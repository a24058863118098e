//! Crawl orchestration
//!
//! The controller drives one renderer navigation at a time, the frontier
//! tracker decides what to fetch next, and link classification feeds the
//! tracker from each rendered page.

mod controller;
mod frontier;
mod links;

pub use controller::{CrawlState, Crawler};
pub use frontier::{FrontierEntry, FrontierTracker};
pub use links::classify_links;

use crate::har::Har;
use crate::renderer::Renderer;
use crate::CrawlConfig;

/// Runs a complete crawl: validates the configuration, drives the renderer
/// until termination, and returns the assembled, validated HAR document.
pub async fn crawl<R: Renderer>(config: CrawlConfig, renderer: R) -> crate::Result<Har> {
    Crawler::new(config, renderer)?.run().await
}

» To do:
Nothing but a number should be given: how many lines in the records hold the word "CrawlConfig".

» Solved problem:
2